А когда испытуемые выступали против мнения группы, отмечался всплеск активности в тех участках мозга, которые отвечают за восприятие эмоционально напряженных событий. Это была своеобразная эмоциональная плата за отстаивание своего мнения. Ученые назвали это «болью независимости»{244}.

Когда мы меняем свою точку зрения в пользу согласия со всеми, мы не лжем. Мы можем даже не осознавать, что подчиняемся чьему-то мнению. В этот момент с нами происходит нечто более глубокое и непросчитанное: наш мозг дает нам возможность избежать боли, связанной с защитой своего личного мнения.

Эти результаты вызывают тревогу, потому что несогласие – это ценный актив в современных организациях. В сложных, жестко связанных системах легко пропустить серьезные угрозы. И даже кажущиеся небольшими ошибки могут иметь серьезные последствия.
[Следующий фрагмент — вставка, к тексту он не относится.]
//! Requests: the non-generic, persistable [`RequestCore`] and the generic
//! [`Request`] wrapper that pairs it with a model converter and completion slot (§3, §4.7).

use crate::cancel::CancelToken;
use crate::error::Error;
use crate::response::{RawResponse, Response};
use chrono::{DateTime, Utc};
use md5::{Digest, Md5};
use serde::{Deserialize, Serialize};
use std::collections::HashMap;
use std::sync::{Arc, Mutex};
use std::time::Duration;
use tokio::sync::oneshot;

#[derive(Debug, Clone, Copy, PartialEq, Eq, Hash, Serialize, Deserialize)]
pub enum Method {
    Get,
    Post,
    Put,
    Delete,
    Patch,
    Head,
    Options,
}

impl Method {
    #[must_use]
    pub const fn as_str(&self) -> &'static str {
        match self {
            Self::Get => "GET",
            Self::Post => "POST",
            Self::Put => "PUT",
            Self::Delete => "DELETE",
            Self::Patch => "PATCH",
            Self::Head => "HEAD",
            Self::Options => "OPTIONS",
        }
    }
}

impl std::fmt::Display for Method {
    fn fmt(&self, f: &mut std::fmt::Formatter<'_>) -> std::fmt::Result {
        write!(f, "{}", self.as_str())
    }
}

/// The request body. `Stream` bodies cannot be fingerprinted for caching or
/// persisted for a promise (§4.3 "Non-serializable bodies").
#[derive(Debug, Clone, Serialize, Deserialize)]
#[serde(tag = "kind", content = "value")]
pub enum Body {
    Json(serde_json::Map<String, serde_json::Value>),
    Text(String),
    #[serde(skip)]
    Stream(Arc<Vec<u8>>),
    None,
}

impl Default for Body {
    fn default() -> Self {
        Self::None
    }
}

impl Body {
    #[must_use]
    pub const fn is_serializable(&self) -> bool {
        !matches!(self, Self::Stream(_))
    }
}

#[derive(Debug, Clone, Copy, PartialEq, Eq, Serialize, Deserialize)]
pub enum ContentType {
    Json,
    FormUrlEncoded,
    Plain,
}

impl Default for ContentType {
    fn default() -> Self {
        Self::Json
    }
}

#[derive(Debug, Clone, Copy, PartialEq, Eq, Serialize, Deserialize)]
pub enum ResponseType {
    Json,
    Text,
    Bytes,
}

impl Default for ResponseType {
    fn default() -> Self {
        Self::Json
    }
}

/// Retry policy for a single request (§3 "retry"). Falls back to the owning
/// business's `retry_interval_ms` when `interval_ms` is unset.
#[derive(Debug, Clone, Copy, PartialEq, Eq, Serialize, Deserialize)]
pub enum RetryKind {
    Never,
    Limit,
    Forever,
}

impl Default for RetryKind {
    fn default() -> Self {
        Self::Never
    }
}

#[derive(Debug, Clone, Default, Serialize, Deserialize)]
pub struct RetryConfig {
    pub kind: RetryKind,
    /// Meaningful only when `kind == Limit`: the maximum number of retry attempts.
    pub max: u32,
    pub interval_ms: Option<u64>,
    /// Number of retries already performed. Incremented by the manager, never by the caller.
    pub count: u32,
}

impl RetryConfig {
    #[must_use]
    pub fn never() -> Self {
        Self::default()
    }

    #[must_use]
    pub fn limit(max: u32, interval_ms: u64) -> Self {
        Self {
            kind: RetryKind::Limit,
            max,
            interval_ms: Some(interval_ms),
            count: 0,
        }
    }

    #[must_use]
    pub fn forever(interval_ms: u64) -> Self {
        Self {
            kind: RetryKind::Forever,
            max: 0,
            interval_ms: Some(interval_ms),
            count: 0,
        }
    }

    /// Whether another retry attempt is permitted given attempts already made.
    #[must_use]
    pub const fn allows_another_attempt(&self) -> bool {
        match self.kind {
            RetryKind::Never => false,
            RetryKind::Forever => true,
            RetryKind::Limit => self.count < self.max,
        }
    }
}

#[derive(Debug, Clone, Default, Serialize, Deserialize)]
pub struct CacheConfig {
    pub enable: bool,
    /// `true` uses the bounded LRU tier; `false` uses the unbounded pinned tier (§4.2).
    pub use_lru: bool,
    /// Bypass a hit for this single call without disabling the write-through on response.
    pub ignore_once: bool,
    pub duration: Option<Duration>,
    /// Overrides the MD5 fingerprint computed from request identity, when set.
    pub md5_key: Option<String>,
    /// Populated by the manager once a cache hit or a fresh write has occurred,
    /// so later lifecycle steps (and interceptors) can observe it.
    #[serde(skip)]
    pub last_response: Option<RawResponse>,
}

#[derive(Debug, Clone, Default, Serialize, Deserialize)]
pub struct PromiseConfig {
    pub enable: bool,
    /// UUIDv5 promise key, derived deterministically once the request is queued (§4.3).
    pub key: Option<String>,
}

#[derive(Debug, Clone, Default, Serialize, Deserialize)]
pub struct MockConfig {
    pub enable: bool,
    pub project_id: Option<String>,
    /// `{MOCK_PATH_PREFIX}/{project_id}{api_path}`, computed lazily by the manager.
    pub origin_path: Option<String>,
}

/// Every field of a request that doesn't depend on the caller's model type `M`.
/// This is what gets hashed for a cache key and what gets persisted for a promise.
#[derive(Debug, Clone, Serialize, Deserialize)]
pub struct RequestCore {
    pub business_identifier: String,
    pub method: Method,
    pub api_path: String,
    pub path_param: Option<String>,
    pub query_params: serde_json::Map<String, serde_json::Value>,
    pub data: Body,
    pub headers: HashMap<String, String>,
    pub content_type: ContentType,
    pub response_type: ResponseType,
    pub connect_timeout: Option<Duration>,
    pub send_timeout: Option<Duration>,
    pub recv_timeout: Option<Duration>,
    #[serde(skip)]
    pub cancel_token: CancelToken,
    pub retry: RetryConfig,
    pub cache: CacheConfig,
    pub promise: PromiseConfig,
    pub mock: MockConfig,
    pub extra_tag: Option<String>,
    pub request_start_time: Option<DateTime<Utc>>,
}

impl RequestCore {
    #[must_use]
    pub fn new(business_identifier: impl Into<String>, method: Method, api_path: impl Into<String>) -> Self {
        Self {
            business_identifier: business_identifier.into(),
            method,
            api_path: api_path.into(),
            path_param: None,
            query_params: serde_json::Map::new(),
            data: Body::None,
            headers: HashMap::new(),
            content_type: ContentType::default(),
            response_type: ResponseType::default(),
            connect_timeout: None,
            send_timeout: None,
            recv_timeout: None,
            cancel_token: CancelToken::new(),
            retry: RetryConfig::default(),
            cache: CacheConfig::default(),
            promise: PromiseConfig::default(),
            mock: MockConfig::default(),
            extra_tag: None,
            request_start_time: None,
        }
    }

    /// The MD5 cache-key fingerprint of this request's identity (§3):
    /// `businessIdentifier || method || apiPath || pathParam || jsonEncode(queryParams) || jsonEncode(data)`.
    #[must_use]
    pub fn fingerprint(&self) -> String {
        if let Some(key) = &self.cache.md5_key {
            return key.clone();
        }
        let mut hasher = Md5::new();
        hasher.update(self.business_identifier.as_bytes());
        hasher.update(self.method.as_str().as_bytes());
        hasher.update(self.api_path.as_bytes());
        hasher.update(self.path_param.as_deref().unwrap_or("").as_bytes());
        hasher.update(
            serde_json::to_string(&self.query_params)
                .unwrap_or_default()
                .as_bytes(),
        );
        if let Body::Json(map) = &self.data {
            hasher.update(serde_json::to_string(map).unwrap_or_default().as_bytes());
        }
        format!("{:x}", hasher.finalize())
    }

    /// Effective retry interval: the request's own, falling back to the business default.
    #[must_use]
    pub fn retry_interval_ms(&self, business_default_ms: u64) -> u64 {
        self.retry.interval_ms.unwrap_or(business_default_ms)
    }
}

/// The DB row shape for a persisted promise (§4.3). `data` is the JSON-serialized
/// [`RequestCore`]; non-serializable (`Body::Stream`) requests are rejected before
/// reaching this conversion.
#[derive(Debug, Clone, Serialize, Deserialize, sqlx::FromRow)]
pub struct PersistedRequest {
    pub id: String,
    pub business_id: String,
    pub path: String,
    pub data: String,
}

impl RequestCore {
    pub fn to_persisted(&self, promise_key: &str) -> Result<PersistedRequest, Error> {
        if !self.data.is_serializable() {
            return Err(Error::not_serializable(
                "a streaming request body cannot be persisted for a promise",
            ));
        }
        let data = serde_json::to_string(self).map_err(Error::from)?;
        Ok(PersistedRequest {
            id: promise_key.to_string(),
            business_id: self.business_identifier.clone(),
            path: self.api_path.clone(),
            data,
        })
    }

    pub fn from_persisted(row: &PersistedRequest) -> Result<Self, Error> {
        serde_json::from_str(&row.data).map_err(Error::from)
    }
}

/// A single-fire completion channel for a request's result.
///
/// A second `complete()` call is silently discarded rather than treated as an
/// error, matching the spec's "write at most once" contract for a request that
/// may be completed either by a direct response or by interception (§4.5 step G).
pub struct CompletionSlot<M> {
    sender: Arc<Mutex<Option<oneshot::Sender<Response<M>>>>>,
    receiver: Arc<Mutex<Option<oneshot::Receiver<Response<M>>>>>,
}

impl<M> Clone for CompletionSlot<M> {
    fn clone(&self) -> Self {
        Self {
            sender: self.sender.clone(),
            receiver: self.receiver.clone(),
        }
    }
}

impl<M> Default for CompletionSlot<M> {
    fn default() -> Self {
        Self::new()
    }
}

impl<M> CompletionSlot<M> {
    #[must_use]
    pub fn new() -> Self {
        let (tx, rx) = oneshot::channel();
        Self {
            sender: Arc::new(Mutex::new(Some(tx))),
            receiver: Arc::new(Mutex::new(Some(rx))),
        }
    }

    /// Fires the slot with `response`. A second call (or a call after `wait`
    /// has already consumed the first) is a silent no-op.
    pub fn complete(&self, response: Response<M>) {
        if let Some(sender) = self.sender.lock().unwrap().take() {
            let _ = sender.send(response);
        }
    }

    /// Consumes the slot's single result. Only the first caller observes a value;
    /// later callers get `None` immediately.
    pub async fn wait(&self) -> Option<Response<M>> {
        let receiver = self.receiver.lock().unwrap().take();
        match receiver {
            Some(rx) => rx.await.ok(),
            None => None,
        }
    }
}

/// A request paired with its model converter and completion slot.
///
/// `core` carries everything that can be persisted or hashed; `converter` and
/// `completion` exist only for the duration of an in-process call and are never
/// serialized (§5's resolution of the dynamic `Request`/`Response` model onto
/// Rust generics).
pub struct Request<M> {
    pub core: RequestCore,
    pub converter: Option<Arc<dyn Fn(&serde_json::Value) -> M + Send + Sync>>,
    pub completion: CompletionSlot<M>,
}

impl<M> Request<M> {
    #[must_use]
    pub fn new(core: RequestCore) -> Self {
        Self {
            core,
            converter: None,
            completion: CompletionSlot::new(),
        }
    }

    #[must_use]
    pub fn with_converter(mut self, converter: impl Fn(&serde_json::Value) -> M + Send + Sync + 'static) -> Self {
        self.converter = Some(Arc::new(converter));
        self
    }

    /// Applies the converter (if any) to a raw response, producing the caller-visible,
    /// typed response. Used by the manager as the very last lifecycle step.
    pub fn convert(&self, raw: RawResponse) -> Response<M> {
        let model = match (&self.converter, &raw.data) {
            (Some(convert), Some(data)) if raw.error.is_none() => Some(convert(data)),
            _ => None,
        };
        raw.with_model(model)
    }
}

#[cfg(test)]
mod tests {
    use super::*;

    fn sample_core() -> RequestCore {
        let mut core = RequestCore::new("billing", Method::Get, "/invoices");
        core.path_param = Some("42".to_string());
        core
    }

    #[test]
    fn fingerprint_is_deterministic_for_identical_requests() {
        let a = sample_core();
        let b = sample_core();
        assert_eq!(a.fingerprint(), b.fingerprint());
    }

    #[test]
    fn fingerprint_changes_with_path_param() {
        let a = sample_core();
        let mut b = sample_core();
        b.path_param = Some("43".to_string());
        assert_ne!(a.fingerprint(), b.fingerprint());
    }

    #[test]
    fn explicit_md5_key_overrides_computed_fingerprint() {
        let mut core = sample_core();
        core.cache.md5_key = Some("explicit-key".to_string());
        assert_eq!(core.fingerprint(), "explicit-key");
    }

    #[test]
    fn stream_body_is_rejected_from_persistence() {
        let mut core = sample_core();
        core.data = Body::Stream(Arc::new(vec![1, 2, 3]));
        let err = core.to_persisted("promise-key").unwrap_err();
        assert!(matches!(err, Error::Internal { .. }));
    }

    #[test]
    fn persisted_round_trips_back_to_an_equivalent_core() {
        let core = sample_core();
        let persisted = core.to_persisted("promise-key").unwrap();
        let restored = RequestCore::from_persisted(&persisted).unwrap();
        assert_eq!(restored.business_identifier, core.business_identifier);
        assert_eq!(restored.api_path, core.api_path);
    }

    #[tokio::test]
    async fn completion_slot_second_write_is_silently_discarded() {
        let slot: CompletionSlot<i32> = CompletionSlot::new();
        let now = Utc::now();
        slot.complete(Response::success(200, HashMap::new(), None, 1, now, now));
        slot.complete(Response::success(200, HashMap::new(), None, 2, now, now));
        let result = slot.wait().await.unwrap();
        assert_eq!(result.model, Some(1));
    }

    #[test]
    fn retry_limit_stops_after_max_attempts() {
        let mut retry = RetryConfig::limit(2, 100);
        assert!(retry.allows_another_attempt());
        retry.count = 2;
        assert!(!retry.allows_another_attempt());
    }

    #[test]
    fn retry_forever_always_allows_another_attempt() {
        let mut retry = RetryConfig::forever(100);
        retry.count = 1000;
        assert!(retry.allows_another_attempt());
    }
}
Так что высказывание своего мнения тогда, когда мы замечаем проблему, может принести большую пользу.

Но представляется, что мы просто «не заряжены» на несогласие. «Наш мозг тонко настроен учитывать, что думают о нас другие, и старается выстраивать наши суждения согласно мнению, превалирующему в группе, – говорит профессор Бёрнс. – Причина нашего конформизма кроется в том аспекте эволюции человека, согласно которому наличие у индивидуума мнения, отличного от мнения группы, невыгодно для его выживания»{245}.

II

На железнодорожной станции возле Ганновера, в Германии, элегантно одетый 50-летний господин отделился от толпы, подошел к железнодорожному полотну и бросился под приближающийся поезд. Его задавило насмерть. Этим мужчиной был Густав Адольф Микаэлис, выдающийся немецкий врач, который внес заметный вклад в создание акушерства и гинекологии как раздела медицины.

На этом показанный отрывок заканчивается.